Water Access as a Nutritional Determinant
Access to safe water is now a defining factor in nutrition outcomes. In rural areas, daily water usage often falls far below the 50–100 litres per person recommended for basic health and food preparation. In Mozambique and Zimbabwe, average rural access is estimated to be below 20 litres per day.
Contaminated water worsens malnutrition by undermining food safety, hygiene, and disease resistance. Acute malnutrition rates among children under five are particularly severe in Ethiopia, Somalia, and South Sudan, where unsafe surface water is common.
Health Spillovers: Cholera and Disease
The water-food nexus extends into public health. In 2024, Zambia and Zimbabwe accounted for 50% of Africa's cholera cases, driven by climate-damaged water systems and flooding. These outbreaks further reduce nutrient absorption, weaken immune systems, and strain already fragile health services.

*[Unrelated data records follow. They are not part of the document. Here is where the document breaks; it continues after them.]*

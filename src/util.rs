//! Utility functions for Sprig.

use std::fs;
use std::path::Path;

use crate::error::{Result, SprigError};

/// Maximum size of a single plant record file (1 MB).
///
/// Plant records are a few hundred bytes; anything near this limit is not a
/// record Sprig wrote.
pub const MAX_RECORD_SIZE: u64 = 1024 * 1024;

/// Read a file into a string, refusing files larger than `max_size` bytes.
///
/// # Errors
///
/// Returns an error if:
/// * The file cannot be read (doesn't exist, permission denied, etc.)
/// * The file exceeds `max_size`
pub fn read_to_string_with_limit(path: &Path, max_size: u64) -> Result<String> {
    let metadata = fs::metadata(path).map_err(|e| SprigError::storage(path, e))?;

    let size = metadata.len();
    if size > max_size {
        return Err(SprigError::storage(
            path,
            std::io::Error::new(
                std::io::ErrorKind::InvalidData,
                format!("file is too large ({} bytes, max {} bytes)", size, max_size),
            ),
        ));
    }

    fs::read_to_string(path).map_err(|e| SprigError::storage(path, e))
}

/// Read a plant record file with the default size limit.
pub fn read_record(path: &Path) -> Result<String> {
    read_to_string_with_limit(path, MAX_RECORD_SIZE)
}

WATER-DRIVEN FOOD EMERGENCY
| Indicator | Status |
|---|---|
| People facing food insecurity | 55.4 million |
| People without safe drinking water | 115.9 million |
| Rain-fed agriculture reliance | 91% |
| Rural livelihoods tied to livestock | 70% |
| Increase in food insecurity (2019–2024) | Over 79% |

What Integrated Water-Food Action Could Change
The report makes clear that water security is not a supporting intervention. It is a precondition for food security. Investments in irrigation, water storage, sanitation, and local water governance could stabilise agricultural output, reduce malnutrition, and protect livelihoods.

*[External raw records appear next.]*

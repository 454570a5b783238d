//! Sprig - plant care tracker
//!
//! CLI entry point with global panic handler.

use std::io::Write;
use std::process::ExitCode;

use chrono::Utc;
use clap::{Args, Parser, Subcommand};

use sprig::config::{crash_log_path, Config};
use sprig::error::{exit_codes, SprigError};
use sprig::identify::UnconfiguredIdentifier;
use sprig::service::CareService;
use sprig::storage::FilePlantStore;

// =============================================================================
// CLI Definition
// =============================================================================

/// Sprig - track watering schedules and plant health
#[derive(Parser)]
#[command(name = "sprig")]
#[command(author, version, about, long_about = None)]
struct Cli {
    /// Act as this owner instead of the configured one
    #[arg(long, global = true)]
    owner: Option<String>,

    #[command(subcommand)]
    command: Commands,
}

/// Output flags shared by every command.
#[derive(Args, Debug, Clone, Copy, Default)]
struct OutputFlags {
    /// Output as JSON
    #[arg(long, short)]
    json: bool,
    /// Suppress output
    #[arg(long, short)]
    quiet: bool,
}

#[derive(Subcommand)]
enum Commands {
    /// Add a plant from an image reference
    Add {
        /// Path or URL of the plant photo
        image: String,
        /// Species name (skips identification)
        #[arg(long, short)]
        species: Option<String>,
        /// Nickname shown instead of the species
        #[arg(long, short)]
        nickname: Option<String>,
        /// Water every N days
        #[arg(long, short = 'f')]
        frequency: Option<u32>,
        /// Sunlight hint
        #[arg(long)]
        sunlight: Option<String>,
        /// Record a watering now so the schedule starts immediately
        #[arg(long, short)]
        watered: bool,
        #[command(flatten)]
        output: OutputFlags,
    },

    /// List your plants
    List {
        /// Only plants that need attention
        #[arg(long, short)]
        attention: bool,
        #[command(flatten)]
        output: OutputFlags,
    },

    /// Show one plant's details
    Show {
        /// Plant ID
        id: String,
        #[command(flatten)]
        output: OutputFlags,
    },

    /// Record a watering
    Water {
        /// Plant ID
        id: String,
        #[command(flatten)]
        output: OutputFlags,
    },

    /// Remove a plant
    Remove {
        /// Plant ID
        id: String,
        #[command(flatten)]
        output: OutputFlags,
    },

    /// Recompute and save every plant's care state
    Sweep {
        #[command(flatten)]
        output: OutputFlags,
    },
}

// =============================================================================
// Main Entry Point
// =============================================================================

fn main() -> ExitCode {
    setup_panic_handler();

    match run() {
        Ok(code) => code,
        Err(e) => {
            eprintln!("sprig error: {}", e);
            ExitCode::from(exit_codes::ERROR as u8)
        }
    }
}

/// Set up the global panic handler.
///
/// On panic, logs to ~/.sprig/crash.log and exits with code 3.
fn setup_panic_handler() {
    std::panic::set_hook(Box::new(|info| {
        eprintln!("sprig panic: {}", info);

        if let Some(crash_log) = crash_log_path() {
            if let Some(parent) = crash_log.parent() {
                let _ = std::fs::create_dir_all(parent);
            }
            if let Ok(mut file) = std::fs::OpenOptions::new()
                .create(true)
                .append(true)
                .open(&crash_log)
            {
                let timestamp = Utc::now().format("%Y-%m-%d %H:%M:%S UTC");
                let _ = writeln!(file, "[{}] {}", timestamp, info);
            }
        }

        std::process::exit(exit_codes::CRASH);
    }));
}

/// Run the CLI and return the exit code.
fn run() -> Result<ExitCode, Box<dyn std::error::Error>> {
    let cli = Cli::parse();
    let config = Config::load();
    let owner = cli.owner.unwrap_or_else(|| config.owner_id());

    match cli.command {
        Commands::Add {
            image,
            species,
            nickname,
            frequency,
            sunlight,
            watered,
            output,
        } => run_add(
            &config,
            &owner,
            &image,
            AddArgs {
                species,
                nickname,
                frequency,
                sunlight,
                watered,
            },
            output,
        ),
        Commands::List { attention, output } => run_list(&config, &owner, attention, output),
        Commands::Show { id, output } => run_show(&config, &owner, &id, output),
        Commands::Water { id, output } => run_water(&config, &owner, &id, output),
        Commands::Remove { id, output } => run_remove(&config, &owner, &id, output),
        Commands::Sweep { output } => run_sweep(&config, &owner, output),
    }
}

// =============================================================================
// Command Implementations
// =============================================================================

type CliResult = Result<ExitCode, Box<dyn std::error::Error>>;

fn success_to_exit_code(success: bool) -> ExitCode {
    if success {
        ExitCode::from(exit_codes::SUCCESS as u8)
    } else {
        ExitCode::from(exit_codes::ERROR as u8)
    }
}

fn print_formatted(formatted: &str) {
    if !formatted.is_empty() {
        print!("{}", formatted);
    }
}

/// Open the file-backed care service described by `config`.
fn open_service(config: &Config) -> Result<CareService<FilePlantStore>, SprigError> {
    let dir = config.plants_dir().ok_or_else(|| {
        SprigError::config("Could not determine plants directory (no home directory)")
    })?;
    let store = FilePlantStore::with_dir(dir)?;
    Ok(CareService::new(store, config.care.clone()))
}

struct AddArgs {
    species: Option<String>,
    nickname: Option<String>,
    frequency: Option<u32>,
    sunlight: Option<String>,
    watered: bool,
}

fn run_add(
    config: &Config,
    owner: &str,
    image: &str,
    args: AddArgs,
    flags: OutputFlags,
) -> CliResult {
    use sprig::cli::add::{AddCommand, AddOptions};

    let service = open_service(config)?;
    let identifier = UnconfiguredIdentifier;
    let cmd = AddCommand::new(&service, &identifier, owner);
    let options = AddOptions {
        json: flags.json,
        quiet: flags.quiet,
        species: args.species,
        nickname: args.nickname,
        frequency_days: args.frequency,
        sunlight: args.sunlight,
        watered: args.watered,
    };

    let output = cmd.run(image, &options, Utc::now());
    print_formatted(&cmd.format_output(&output, &options));

    Ok(success_to_exit_code(output.success))
}

fn run_list(config: &Config, owner: &str, attention: bool, flags: OutputFlags) -> CliResult {
    use sprig::cli::list::{ListCommand, ListOptions};

    let service = open_service(config)?;
    let cmd = ListCommand::new(&service, owner);
    let options = ListOptions {
        json: flags.json,
        quiet: flags.quiet,
        attention,
    };

    let output = cmd.run(&options, Utc::now());
    print_formatted(&cmd.format_output(&output, &options));

    Ok(success_to_exit_code(output.success))
}

fn run_show(config: &Config, owner: &str, id: &str, flags: OutputFlags) -> CliResult {
    use sprig::cli::show::{ShowCommand, ShowOptions};

    let service = open_service(config)?;
    let cmd = ShowCommand::new(&service, owner);
    let options = ShowOptions {
        json: flags.json,
        quiet: flags.quiet,
    };

    let output = cmd.run(id, Utc::now());
    print_formatted(&cmd.format_output(&output, &options));

    Ok(success_to_exit_code(output.success))
}

fn run_water(config: &Config, owner: &str, id: &str, flags: OutputFlags) -> CliResult {
    use sprig::cli::water::{WaterCommand, WaterOptions};

    let service = open_service(config)?;
    let cmd = WaterCommand::new(&service, owner);
    let options = WaterOptions {
        json: flags.json,
        quiet: flags.quiet,
    };

    let output = cmd.run(id, Utc::now());
    print_formatted(&cmd.format_output(&output, &options));

    Ok(success_to_exit_code(output.success))
}

fn run_remove(config: &Config, owner: &str, id: &str, flags: OutputFlags) -> CliResult {
    use sprig::cli::remove::{RemoveCommand, RemoveOptions};

    let service = open_service(config)?;
    let cmd = RemoveCommand::new(&service, owner);
    let options = RemoveOptions {
        json: flags.json,
        quiet: flags.quiet,
    };

    let output = cmd.run(id);
    print_formatted(&cmd.format_output(&output, &options));

    Ok(success_to_exit_code(output.success))
}

fn run_sweep(config: &Config, owner: &str, flags: OutputFlags) -> CliResult {
    use sprig::cli::sweep::{SweepCommand, SweepOptions};

    let service = open_service(config)?;
    let cmd = SweepCommand::new(&service, owner);
    let options = SweepOptions {
        json: flags.json,
        quiet: flags.quiet,
    };

    let output = cmd.run(Utc::now());
    print_formatted(&cmd.format_output(&output, &options));

    Ok(success_to_exit_code(output.success))
}

// =============================================================================
// Tests
// =============================================================================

Improved hydro-meteorological systems would enable early warning and anticipatory action, reducing disaster mortality rates that are currently six times higher in countries with weak forecasting coverage. Integrated water-food planning would also strengthen women's economic participation by reducing the time spent collecting water, which could be up to 10 km per day in parts of eastern Africa.
The gains are not abstract. Where water access improves, household incomes rise, nutrition improves, and resilience compounds over time.
Why Current Responses Fall Short
Despite the scale of the crisis, sub-Saharan Africa receives just 3 - 4% of global climate finance, even as climate shocks intensify. Humanitarian funding remains short-term, fragmented, and heavily skewed toward emergency relief rather than recovery and resilience.
The report warns that treating water and food insecurity as separate sectors leads to policy failure. Agriculture strategies focused solely on production volumes, export crops, or yield targets overlook the water systems that sustain them. Likewise, WASH interventions disconnected from food systems miss critical nutritional pathways.
PATH FORWARD: Water-Centred Solutions For Food Security
Africa's hunger crisis cannot be solved without fixing its water systems. Integrated water-food strategies. Linking WASH, agriculture, climate adaptation, and nutrition, must replace fragmented responses. Long-term financing, community-led water governance, and climate-resilient infrastructure are now urgent priorities.
Without re-centring water in food security policy, Africa risks locking millions into a permanent cycle of climate-driven hunger.